Our work with TBI helps us deal with concussions in sports, SCI/spine knowledge definitely aids us in treating amateur athletes/weekend warriors/semi and pro athletes with spine injuries/most of us do a pre-lim in medicine or transitional year so we know how to take care of common issues just like FP (not trying to be smug but I know more about primary care in my intern year of internal medicien (minus ob/gyn) than most of the PGY-3s in FP at my same hospital...frankly its sad...again I digress, also we learn the peripheral and central nervous system top to bottom, and I think we understand kinesiology, gait, mobility, and function better than any speciality. I was a former jock (college and hs) so I am no different than most people intersted in sports. I think it comes down to what do you want to learn about on your way to doing sports medicine.

Do you want to take care of vaginal itches, babies, kids with colds and flus, ect. for 3+ years as an FP resident

Do you want to spend the first 1-3 years of your training being the general surgery scut monkey and doing nothing reltated to ortho until you are in your 4-5 year.

Or do you want to do stuff like sci, tbi, msk disorders of all ages, and pain which all will help you be a better sports med doc....

All ortho knows how to do is give people percocet and vicodin and hammer out new joints. they are great at what they do.

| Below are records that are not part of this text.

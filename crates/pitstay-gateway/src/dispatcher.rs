use std::collections::{HashMap, HashSet};
use std::sync::Arc;

use tokio::sync::{RwLock, broadcast};
use tracing::{error, trace};
use uuid::Uuid;

use pitstay_types::events::{ChangeEvent, ChangeSink, GatewayEvent, Topic};

/// One committed change, serialized once and shared by every connection.
#[derive(Debug)]
pub struct Fanout {
    pub topics: Vec<Topic>,
    pub json: Arc<str>,
}

impl Fanout {
    /// Whether a connection with this subscription set should receive it.
    pub fn is_for(&self, subscriptions: &HashSet<Topic>) -> bool {
        self.topics.iter().any(|t| subscriptions.contains(t))
    }
}

/// Fans committed changes out to connected sessions.
#[derive(Clone)]
pub struct Dispatcher {
    inner: Arc<DispatcherInner>,
}

struct DispatcherInner {
    /// Every connection receives every change and filters by its own topics
    broadcast_tx: broadcast::Sender<Arc<Fanout>>,

    /// Live sessions: user_id -> conn_ids. A user may have several.
    sessions: RwLock<HashMap<Uuid, HashSet<Uuid>>>,
}

impl Default for Dispatcher {
    fn default() -> Self {
        Self::new()
    }
}

impl Dispatcher {
    pub fn new() -> Self {
        Self::with_capacity(1024)
    }

    /// A dispatcher whose connections may fall at most `capacity` changes
    /// behind before they are dropped.
    pub fn with_capacity(capacity: usize) -> Self {
        let (broadcast_tx, _) = broadcast::channel(capacity);
        Self {
            inner: Arc::new(DispatcherInner {
                broadcast_tx,
                sessions: RwLock::new(HashMap::new()),
            }),
        }
    }

    /// Subscribe to the change stream. Returns a broadcast receiver.
    pub fn subscribe(&self) -> broadcast::Receiver<Arc<Fanout>> {
        self.inner.broadcast_tx.subscribe()
    }

    /// Register a new session for the user. Returns its conn_id.
    pub async fn register_session(&self, user_id: Uuid) -> Uuid {
        let conn_id = Uuid::new_v4();
        self.inner
            .sessions
            .write()
            .await
            .entry(user_id)
            .or_default()
            .insert(conn_id);
        conn_id
    }

    /// Remove one session. Other sessions of the same user stay registered.
    pub async fn unregister_session(&self, user_id: Uuid, conn_id: Uuid) {
        let mut sessions = self.inner.sessions.write().await;
        if let Some(conns) = sessions.get_mut(&user_id) {
            conns.remove(&conn_id);
            if conns.is_empty() {
                sessions.remove(&user_id);
            }
        }
    }

    /// Number of open sessions for one user.
    pub async fn session_count(&self, user_id: Uuid) -> usize {
        self.inner
            .sessions
            .read()
            .await
            .get(&user_id)
            .map_or(0, HashSet::len)
    }

    /// Number of open sessions across all users.
    pub async fn connection_count(&self) -> usize {
        self.inner.sessions.read().await.values().map(HashSet::len).sum()
    }
}

impl ChangeSink for Dispatcher {
    fn publish(&self, event: ChangeEvent) {
        let topics = event.topics();
        let json = match serde_json::to_string(&GatewayEvent::Change(event)) {
            Ok(json) => json,
            Err(e) => {
                error!("Failed to serialize change event: {}", e);
                return;
            }
        };
        trace!(?topics, "dispatching change");
        // No receivers just means nobody is connected.
        let _ = self.inner.broadcast_tx.send(Arc::new(Fanout { topics, json: json.into() }));
    }
}
use std::time::Duration;

use tokio_util::sync::CancellationToken;
use tracing::{debug, info, warn};

use pitstay_api::AppState;

/// Background task that expires pending bookings past their deadline.
///
/// Runs on an interval until `shutdown` is cancelled. Clients may also
/// trigger the same pass through `POST /bookings/sweep`; both are safe to
/// overlap because each expiry is a conditional update.
pub async fn run_sweep_loop(state: AppState, every: Duration, shutdown: CancellationToken) {
    let mut interval = tokio::time::interval(every);

    loop {
        tokio::select! {
            _ = shutdown.cancelled() => {
                debug!("Sweep loop stopping");
                return;
            }
            _ = interval.tick() => {}
        }

        match sweep_once(&state).await {
            Ok(count) => {
                if count > 0 {
                    info!("Sweep: expired {} bookings", count);
                }
            }
            Err(e) => {
                warn!("Sweep error: {:#}", e);
            }
        }
    }
}

pub async fn sweep_once(state: &AppState) -> anyhow::Result<usize> {
    let state = state.clone();
    let expired = tokio::task::spawn_blocking(move || state.engine.sweep()).await??;
    Ok(expired.len())
}

#[cfg(test)]
mod tests {
    use super::*;
    use std::sync::Arc;

    use chrono::{NaiveDate, Utc};
    use uuid::Uuid;

    use pitstay_api::AppStateInner;
    use pitstay_core::{BookingPolicy, ManualClock};
    use pitstay_db::Database;
    use pitstay_gateway::Dispatcher;
    use pitstay_types::api::CreateBookingRequest;
    use pitstay_types::models::{BookingStatus, CancelledBy, PointsTransactionType};

    fn state_with_clock() -> (AppState, Arc<ManualClock>) {
        let clock = Arc::new(ManualClock::new(Utc::now()));
        let state = Arc::new(AppStateInner::with_clock(
            Arc::new(Database::open_in_memory().unwrap()),
            Dispatcher::new(),
            "test-secret".into(),
            BookingPolicy::default(),
            clock.clone(),
        ));
        (state, clock)
    }

    fn pending_booking(state: &AppState) -> Uuid {
        let (guest, host) = (Uuid::new_v4(), Uuid::new_v4());
        state
            .ledger
            .award(guest, PointsTransactionType::SubscriptionBonus, 50, "welcome")
            .unwrap();
        state
            .engine
            .request_booking(
                guest,
                CreateBookingRequest {
                    host_id: host,
                    race_id: Uuid::new_v4(),
                    property_id: Uuid::new_v4(),
                    check_in_date: NaiveDate::from_ymd_opt(2026, 9, 4).unwrap(),
                    check_out_date: NaiveDate::from_ymd_opt(2026, 9, 7).unwrap(),
                    guests_count: 1,
                    points_cost: 10,
                    request_message: None,
                },
            )
            .unwrap()
            .id
    }

    #[tokio::test]
    async fn sweep_once_expires_only_overdue_bookings() {
        let (state, clock) = state_with_clock();
        let id = pending_booking(&state);

        assert_eq!(sweep_once(&state).await.unwrap(), 0);

        clock.advance(chrono::Duration::hours(49));
        assert_eq!(sweep_once(&state).await.unwrap(), 1);
        assert_eq!(sweep_once(&state).await.unwrap(), 0);

        let booking = state.db.get_booking(id).unwrap().unwrap();
        assert_eq!(booking.status, BookingStatus::Cancelled);
        assert_eq!(booking.cancelled_by, Some(CancelledBy::System));
    }

    #[tokio::test]
    async fn loop_stops_on_cancellation() {
        let (state, _clock) = state_with_clock();
        let shutdown = CancellationToken::new();
        let handle = tokio::spawn(run_sweep_loop(state, Duration::from_millis(10), shutdown.clone()));

        tokio::time::sleep(Duration::from_millis(30)).await;
        shutdown.cancel();
        tokio::time::timeout(Duration::from_secs(1), handle)
            .await
            .expect("sweep loop did not stop")
            .unwrap();
    }
}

Most of them get stuck to doing one joint even if they are in sports med. That was not for me. I wanted to take care of it all. do procedures. not cut. not be stuck in the or. ect.

PM&R just makes sense. And their are many PM&R sports guys that do high level sports in this Country...Stu Willick, Jay Smith & John Finnoff, Ect. to name a few.

It is totally possible to achieve your dreams in sports in PM&R if you work hard enough and make good connections
 
a little fiery today aren't we?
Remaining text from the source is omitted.